══ SUPPLIED RECORDS

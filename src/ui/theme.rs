use ratatui::style::Color;

/// Colours the views draw with. `text` is the foreground on the selected day
/// and in the status bar; `heading` styles weekday labels and help sections.
#[derive(Debug, Clone, PartialEq)]
pub struct Theme {
    pub name: String,
    pub title: Color,
    pub heading: Color,
    pub text: Color,
    pub selected_bg: Color,
    pub today: Color,
    pub event_marker: Color,
    pub muted: Color,
    pub error: Color,
    pub success: Color,
}

impl Theme {
    /// Named ANSI colours, so the terminal's own palette decides the look.
    pub fn default_theme() -> Self {
        Self {
            name: "default".to_string(),
            title: Color::Cyan,
            heading: Color::Yellow,
            text: Color::White,
            selected_bg: Color::Blue,
            today: Color::Green,
            event_marker: Color::LightRed,
            muted: Color::DarkGray,
            error: Color::Red,
            success: Color::Green,
        }
    }

    /// Dark ink for light terminal backgrounds.
    pub fn paper() -> Self {
        Self {
            name: "paper".to_string(),
            title: Color::Indexed(24),
            heading: Color::Indexed(94),
            text: Color::Indexed(235),
            selected_bg: Color::Indexed(153),
            today: Color::Indexed(28),
            event_marker: Color::Indexed(160),
            muted: Color::Indexed(245),
            error: Color::Indexed(124),
            success: Color::Indexed(28),
        }
    }

    /// Greys only; today and events are told apart by weight and the dot.
    pub fn mono() -> Self {
        Self {
            name: "mono".to_string(),
            title: Color::Indexed(255),
            heading: Color::Indexed(250),
            text: Color::Indexed(255),
            selected_bg: Color::Indexed(240),
            today: Color::Indexed(255),
            event_marker: Color::Indexed(250),
            muted: Color::Indexed(243),
            error: Color::Indexed(255),
            success: Color::Indexed(250),
        }
    }

    pub fn get_by_name(name: &str) -> Self {
        match name.to_lowercase().as_str() {
            "paper" => Self::paper(),
            "mono" => Self::mono(),
            _ => Self::default_theme(),
        }
    }

    pub fn available_themes() -> Vec<&'static str> {
        vec!["default", "paper", "mono"]
    }
}

impl Default for Theme {
    fn default() -> Self {
        Self::default_theme()
    }
}
use crossterm::event::KeyCode;

use crate::app::AppState;
use crate::panel::PanelFocus;

pub fn handle_key(key: KeyCode, state: &mut AppState) {
    match state.panel.focus() {
        Some(PanelFocus::Input) => handle_input_key(key, state),
        Some(PanelFocus::List) => handle_list_key(key, state),
        None => {}
    }
}

fn handle_input_key(key: KeyCode, state: &mut AppState) {
    match key {
        KeyCode::Enter => state.submit_panel(),
        KeyCode::Esc => state.panel.escape(),
        KeyCode::Tab | KeyCode::Down => state.panel.focus_list(),
        KeyCode::Backspace => state.panel.backspace(),
        KeyCode::Char(c) => state.panel.push_char(c),
        _ => {}
    }
}

fn handle_list_key(key: KeyCode, state: &mut AppState) {
    match key {
        KeyCode::Char('j') | KeyCode::Down => state.panel.move_highlight_down(&state.store),
        KeyCode::Char('k') | KeyCode::Up => state.panel.move_highlight_up(),
        KeyCode::Char('e') | KeyCode::Enter => state.edit_highlighted(),
        KeyCode::Char('x') | KeyCode::Delete => state.delete_highlighted(),
        KeyCode::Tab | KeyCode::Char('i') => state.panel.focus_input(),
        KeyCode::Esc | KeyCode::Char('q') => state.close_panel(),
        _ => {}
    }
}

════

## REQUIRED ACTION
Show every line of the material that includes the string "heading".

## FINISHED TASK
/// and in the status bar; `heading` styles weekday labels and help sections.
    pub heading: Color,
            heading: Color::Yellow,
            heading: Color::Indexed(94),
            heading: Color::Indexed(250),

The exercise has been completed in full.